Le imprese manifatturiere lombarde mostrano una notevole resilienza e determinazione nel campo degli investimenti nonostante le sfide. L’analisi annuale condotta da Banca d’Italia sull’ economia regionale rivela dati significativi, evidenziando un rallentamento generale delle attività (-1,1% nella produzione del primo trimestre), ma con una notevole robustezza degli investimenti. Contrariamente alle previsioni del sondaggio dell’anno precedente che indicavano un calo del 3,2%, si è invece registrata una crescita del 4,4%. Questo impulso coinvolge principalmente due aree cruciali: il miglioramento dell’ efficienza energetica e l’uso di fonti rinnovabili, ai quali hanno lavorato o pianificano di lavorare quasi i due terzi delle imprese, mentre quasi il 60% ha investito in tecnologie digitali. Tale tendenza è stata adottata prevalentemente dalle grandi aziende e da una su due delle PMI. Questi investimenti si sono realizzati in un contesto meno favorevole, con tassi di interesse in netto aumento. Nonostante ciò, la solidità patrimoniale e le basi finanziarie più solide hanno permesso al sistema di affrontare in modo proattivo la recente crisi, ottenendo una ripresa post-Covid superiore a quella del Paese e di altre economie europee.

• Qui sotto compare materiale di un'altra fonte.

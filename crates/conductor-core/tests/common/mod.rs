#![allow(dead_code)]

use std::sync::Arc;

use chrono::{DateTime, Duration, TimeZone, Utc};
use conductor_core::domain::{Capability, Decomposition, Edge, TaskId, TaskSpec, WorkerId};
use conductor_core::impls::{InMemoryEventSink, StaticDecomposer};
use conductor_core::ports::{Clock, ManualClock};
use conductor_core::queue::ClaimedTask;
use conductor_core::{Scheduler, SchedulerBuilder, SchedulerConfig};

pub fn t0() -> DateTime<Utc> {
    Utc.with_ymd_and_hms(2024, 1, 1, 0, 0, 0).unwrap()
}

/// `(description, capability)` per task; edges are `(from, to)`, `to`
/// depending on `from`.
pub fn decomposition(tasks: &[(&str, &str)], edges: &[(usize, usize)]) -> Decomposition {
    Decomposition::new(
        tasks
            .iter()
            .map(|&(description, capability)| TaskSpec::new(description, capability))
            .collect(),
        edges.iter().map(|&(f, t)| Edge::new(f, t)).collect(),
    )
}

pub struct Harness {
    pub scheduler: Arc<Scheduler>,
    pub clock: Arc<ManualClock>,
    pub events: Arc<InMemoryEventSink>,
}

impl Harness {
    pub fn new(config: SchedulerConfig, decomposition: Decomposition) -> Self {
        let clock = Arc::new(ManualClock::new(t0()));
        let events = Arc::new(InMemoryEventSink::new());
        let scheduler = SchedulerBuilder::new()
            .config(config)
            .clock(clock.clone())
            .events(events.clone())
            .decomposer(StaticDecomposer::new(decomposition))
            .build()
            .unwrap();
        Self {
            scheduler: Arc::new(scheduler),
            clock,
            events,
        }
    }

    pub fn with_defaults(decomposition: Decomposition) -> Self {
        Self::new(SchedulerConfig::default(), decomposition)
    }

    pub async fn worker(&self, name: &str, capabilities: &[&str]) -> WorkerId {
        let id = WorkerId::new(name);
        self.scheduler
            .register_worker(id.clone(), capabilities.iter().map(|&c| Capability::from(c)))
            .await;
        id
    }

    pub async fn claim(&self, worker: &WorkerId) -> Option<ClaimedTask> {
        self.scheduler.claim_task(worker).await.unwrap()
    }

    pub fn advance(&self, by: Duration) {
        self.clock.advance(by);
    }

    pub fn clock_now(&self) -> DateTime<Utc> {
        self.clock.now()
    }
}

/// Task ids of an execution, in insertion order.
pub async fn task_ids(
    scheduler: &Scheduler,
    execution_id: conductor_core::domain::ExecutionId,
) -> Vec<TaskId> {
    scheduler
        .get_execution_status(execution_id)
        .await
        .unwrap()
        .tasks
        .iter()
        .map(|t| t.task_id)
        .collect()
}
//! Strongly-typed identifiers.
//!
//! Identifiers are ULIDs wrapped in a generic `Id<T>` whose marker type only
//! exists at compile time, so an `ExecutionId` can never be passed where a
//! `TaskId` is expected.
//!
//! ULIDs sort by creation time, which the scheduler relies on to visit
//! executions in submission order.

use serde::{Deserialize, Serialize};
use std::fmt;
use std::marker::PhantomData;
use ulid::Ulid;

/// Marker trait for id kinds; provides the display prefix.
pub trait IdMarker: Send + Sync + 'static {
    fn prefix() -> &'static str;
}

/// Generic ULID-backed identifier.
#[repr(transparent)]
#[derive(Debug, Clone, Copy, PartialEq, Eq, Hash, PartialOrd, Ord, Serialize, Deserialize)]
#[serde(transparent)]
pub struct Id<T: IdMarker> {
    ulid: Ulid,
    #[serde(skip)]
    _marker: PhantomData<T>,
}

impl<T: IdMarker> Id<T> {
    pub fn from_ulid(ulid: Ulid) -> Self {
        Self {
            ulid,
            _marker: PhantomData,
        }
    }

    pub fn as_ulid(&self) -> Ulid {
        self.ulid
    }
}

impl<T: IdMarker> From<Ulid> for Id<T> {
    fn from(ulid: Ulid) -> Self {
        Self::from_ulid(ulid)
    }
}

impl<T: IdMarker> fmt::Display for Id<T> {
    fn fmt(&self, f: &mut fmt::Formatter<'_>) -> fmt::Result {
        write!(f, "{}{}", T::prefix(), self.ulid)
    }
}

#[derive(Debug, Clone, Copy, PartialEq, Eq, Hash, PartialOrd, Ord)]
pub enum Execution {}

impl IdMarker for Execution {
    fn prefix() -> &'static str {
        "exec-"
    }
}

#[derive(Debug, Clone, Copy, PartialEq, Eq, Hash, PartialOrd, Ord)]
pub enum Task {}

impl IdMarker for Task {
    fn prefix() -> &'static str {
        "task-"
    }
}

/// Identifier of an Execution (one submitted objective).
pub type ExecutionId = Id<Execution>;

/// Identifier of a Task inside an execution's graph.
pub type TaskId = Id<Task>;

Nel corso del 2023, sebbene con un rallentamento rispetto all’anno precedente, la Lombardia ha mantenuto un ritmo superiore alla media nazionale, registrando una crescita del PIL dell’1,2%, tre decimali al di sopra della media italiana. Questa crescita ha contribuito a ridurre il tasso di disoccupazione a livelli vicini ai minimi storici, scendendo al 4% in media annua e al 3,4% per gli uomini. Questi successi sono stati caratterizzati anche dalla creazione netta di oltre 100.000 posti di lavoro (con oltre 1,5 milioni di nuovi contratti), in gran parte a tempo indeterminato, sia nel settore dei servizi (+65.000 unità) che in quello industriale (+31.000 unità).
Tuttavia, nonostante i segnali positivi, Banca d’Italia ha rilevato alcune criticità, in particolare riguardo all’ innovazione. Rispetto ad altre realtà europee, la Lombardia presenta investimenti limitati in ricerca e sviluppo, rappresentando solo l’1,3% del PIL, a fronte del 2,9% dell’Unione Europea utilizzato come benchmark. Le sfide legate alla mancanza di laureati STEM e alla scarsa attrattività per i talenti influenzano negativamente l’ economia regionale.
Per affrontare le sfide future, i leader accademici e istituzionali sottolineano la necessità di aumentare gli investimenti in ricerca e innovazione, nonché di gestire con attenzione le questioni legate alla demografia e alla forza lavoro. L’attenzione è focalizzata sull’attrazione e sull’integrazione dei lavoratori stranieri come potenziali risorse per la Lombardia nel medio-lungo termine. Infine, si evidenzia la rilevanza dell’ innovazione come motore per la crescita economica e il benessere sociale a lungo termine.